By Kristen Haunss
NEW YORK (LPC) – US leveraged loan borrowers are increasingly switching to a cheaper short-term Libor rate to reduce interest payments, which is squeezing the returns of some Collateralized Loan Obligation (CLO) investors, the largest buyers of the debt.
About 60% of issuers in the US$979bn US leveraged loan market are now using a one-month London interbank offered rate (Libor) contract, according to Citigroup (NYSE:), to reduce their borrowing costs.
Loans have become more expensive after a steep climb in Libor, and borrowing costs will rise further if US interest rates climb as expected. The Federal Reserve has increased rates six times since December 2015 and Bank of America Merrill Lynch (NYSE:) is expecting two more hikes this year.

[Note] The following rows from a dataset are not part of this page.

//! Local writes recorded in history reproduce the same state when replayed.

use flexsync_protocol::{Changeset, CollectionType, PayloadType};
use flexsync_storage::{ColumnSpec, Database, ObjKey, Object, PathStep, Value};
use proptest::prelude::*;

fn replay(source: &Database) -> Database {
    let target = Database::open_in_memory();
    let capability = target.replication_override();
    for entry in source.uploadable_changesets(0, source.latest_version()) {
        let decoded = Changeset::decode(&entry.changeset.encode().unwrap()).unwrap();
        let mut txn = target.begin_write_without_replication(&capability).unwrap();
        txn.integrate(&decoded).unwrap();
        txn.commit().unwrap();
    }
    target
}

fn create_schema(db: &Database) {
    db.transaction(|txn| {
        txn.add_table("Owner", "_id", PayloadType::String)?;
        txn.add_embedded_table("Address")?;
        txn.add_column("Owner", "age", ColumnSpec::single(PayloadType::Int, false))?;
        txn.add_column(
            "Owner",
            "home",
            ColumnSpec::single(PayloadType::Link, true).with_link_target("Address"),
        )?;
        txn.add_column(
            "Owner",
            "addresses",
            ColumnSpec::collection(PayloadType::Link, CollectionType::List)
                .with_link_target("Address"),
        )?;
        txn.add_column("Address", "street", ColumnSpec::single(PayloadType::String, true))?;
        txn.add_column("Address", "number", ColumnSpec::single(PayloadType::Int, false))?;
        txn.add_column(
            "Owner",
            "numbers",
            ColumnSpec::collection(PayloadType::Int, CollectionType::List),
        )?;
        txn.add_column(
            "Owner",
            "labels",
            ColumnSpec::collection(PayloadType::String, CollectionType::Dictionary),
        )
    })
    .unwrap();
}

#[test]
fn embedded_objects_replicate() {
    let db = Database::open_in_memory();
    create_schema(&db);
    let key = ObjKey::from("ann");

    db.transaction(|txn| {
        txn.create_object("Owner", key.clone())?;
        let mut home = Object::new();
        home.set("street", Value::from("Main St"));
        txn.set("Owner", &key, "home", Value::Object(home))?;
        txn.list_push("Owner", &key, "addresses", Value::Object(Object::new()))?;
        txn.set_at(
            "Owner",
            &key,
            "addresses",
            &[PathStep::Index(0), PathStep::from("street")],
            "Side Rd",
        )?;
        txn.dictionary_insert("Owner", &key, "labels", "color", "red")?;
        txn.add_integer("Owner", &key, "age", 3)
    })
    .unwrap();

    let read = db.begin_read();
    let home = read.get_value("Owner", &key, "home").unwrap().as_object().unwrap();
    assert_eq!(home.get("street"), Some(&Value::from("Main St")));
    // Fields not written explicitly get the embedded table's defaults.
    assert_eq!(home.get("number"), Some(&Value::Int(0)));
    let addresses = read.get_value("Owner", &key, "addresses").unwrap().as_list().unwrap();
    assert_eq!(
        addresses[0].as_object().unwrap().get("street"),
        Some(&Value::from("Side Rd"))
    );

    let copy = replay(&db);
    assert_eq!(
        copy.begin_read().get_object("Owner", &key),
        read.get_object("Owner", &key)
    );
}

#[test]
fn set_rejects_whole_lists() {
    let db = Database::open_in_memory();
    create_schema(&db);
    let key = ObjKey::from("bob");
    let mut txn = db.begin_write();
    txn.create_object("Owner", key.clone()).unwrap();
    assert!(txn
        .set("Owner", &key, "numbers", Value::List(vec![Value::Int(1)]))
        .is_err());
}

#[derive(Debug, Clone)]
enum ListOp {
    Push(i64),
    Insert(u32, i64),
    Erase(u32),
    Move(u32, u32),
    Set(u32, i64),
    Clear,
}

fn list_op() -> impl Strategy<Value = ListOp> {
    prop_oneof![
        any::<i64>().prop_map(ListOp::Push),
        (0u32..6, any::<i64>()).prop_map(|(i, v)| ListOp::Insert(i, v)),
        (0u32..6).prop_map(ListOp::Erase),
        (0u32..6, 0u32..6).prop_map(|(a, b)| ListOp::Move(a, b)),
        (0u32..6, any::<i64>()).prop_map(|(i, v)| ListOp::Set(i, v)),
        Just(ListOp::Clear),
    ]
}

proptest! {
    #![proptest_config(ProptestConfig::with_cases(64))]

    #[test]
    fn list_edits_replicate(ops in prop::collection::vec(list_op(), 1..30)) {
        let db = Database::open_in_memory();
        create_schema(&db);
        let key = ObjKey::from("x");
        db.transaction(|txn| txn.create_object("Owner", key.clone())).unwrap();

        let mut model: Vec<i64> = Vec::new();
        for op in ops {
            let mut txn = db.begin_write();
            let len = model.len() as u32;
            match op {
                ListOp::Push(v) => {
                    txn.list_push("Owner", &key, "numbers", v).unwrap();
                    model.push(v);
                }
                ListOp::Insert(i, v) if i <= len => {
                    txn.list_insert("Owner", &key, "numbers", i, v).unwrap();
                    model.insert(i as usize, v);
                }
                ListOp::Erase(i) if i < len => {
                    txn.list_erase("Owner", &key, "numbers", i).unwrap();
                    model.remove(i as usize);
                }
                ListOp::Move(a, b) if a < len && b < len => {
                    txn.list_move("Owner", &key, "numbers", a, b).unwrap();
                    let v = model.remove(a as usize);
                    model.insert(b as usize, v);
                }
                ListOp::Set(i, v) if i < len => {
                    txn.set_at("Owner", &key, "numbers", &[PathStep::Index(i)], v).unwrap();
                    model[i as usize] = v;
                }
                ListOp::Clear => {
                    txn.clear("Owner", &key, "numbers").unwrap();
                    model.clear();
                }
                _ => continue,
            }
            txn.commit().unwrap();
        }

        let expected = Value::List(model.into_iter().map(Value::Int).collect());
        let read = db.begin_read();
        prop_assert_eq!(read.get_value("Owner", &key, "numbers"), Some(&expected));
        let copy = replay(&db).begin_read();
        prop_assert_eq!(copy.get_value("Owner", &key, "numbers"), Some(&expected));
    }
}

Rising Libor rates have pushed the gap between one-month Libor and the traditional three-month Libor to the widest levels since the credit crisis, giving a savings of 46bp on the shorter-term rate. Set by submissions from banks based on the rate they believe they would be charged to borrow, three-month Libor was 2.355% on April 17, compared to one-month Libor of 1.895%.
“The spread between one-month [Libor] and three-month is close to the widest it’s ever been and many issuers are contemplating switching to a one-month” contract, said Tom Shandell, chief executive officer at Marble Point Credit Management.
The move could reduce returns to investors in CLO equity, the most junior and riskiest tranche of the funds, by up to 3%, according to Citigroup estimates, and could also decrease CLO volume.
CLOs are losing out as they pay their investors a set rate plus three-month Libor from the interest payments they receive from companies, which are increasingly paying interest on the cheaper one-month contract. This is reducing the amount leftover to pay equity investors, who receive the interest remaining after the fund’s bondholders are paid.
“If you are an equity holder, the fact that loans are switching to one-month [Libor] is impacting quite significantly how you look at the risk and return profile of the equity you are holding,” said Laila Kollmorgen, a managing director at PineBridge Investments.
CLO funds sell tranches of varying risk to investors backed by a pool of loans made to large US companies and are a crucial funding source to borrowers that access the market to refinance existing debt and fund acquisitions and mergers.
The contract switch caused by the gap between the two Libor contracts could dent equity returns by 0.2-3%, according to Citigroup.
A 3% reduction could hit new CLO issuance, according to Maggie Wang, head of US CLO and Collateralized Debt Obligation research at Citigroup.
“It could drive expected equity returns to the high single digits, which could hurt CLO issuance,” she said.
There has been US$36.7bn of US CLOs issued this year through April 13, up 66% from the same period in 2017, according to Thomson Reuters LPC Collateral data. Citigroup is forecasting a record US$140bn of volume in 2018.
LIBOR MISMATCH
To eliminate the Libor mismatch, some participants in the US CLO market are suggesting that the funds should be allowed to match their tranche payments to the underlying loan payments. This would allow managers to switch their tranche rates to one-month from three-month contracts.
Debt investors are rigorously fighting this proposal and want to keep the mismatch, even though it may mean lower equity distributions, in order to protect their returns. Switching CLO debt tranches to a one-month Libor contract would mean lower interest payments for those investors.
A manager associated with investment firm Napier Park included language in a preliminary deal document for its Regatta X CLO late last year that allowed for Libor on the CLO tranches to reset to a rate “interpolating” between one-month and three-month Libor if at least 50% of the collateral is using the one-month rate. The provision was not included in the final deal.
Some CLOs that recently tried to include a one-month option faced pushback from debt investors and were unable to price the deal with that provision, sources said.
A Napier Park spokesperson declined to comment.
Lower CLO equity distributions are not deterring buyers, but are being taken into account when investors are determining purchase prices, PineBridge’s Kollmorgen said.
“Equity buyers are still there, they will just demand to purchase the tranche at a lower price,” she said.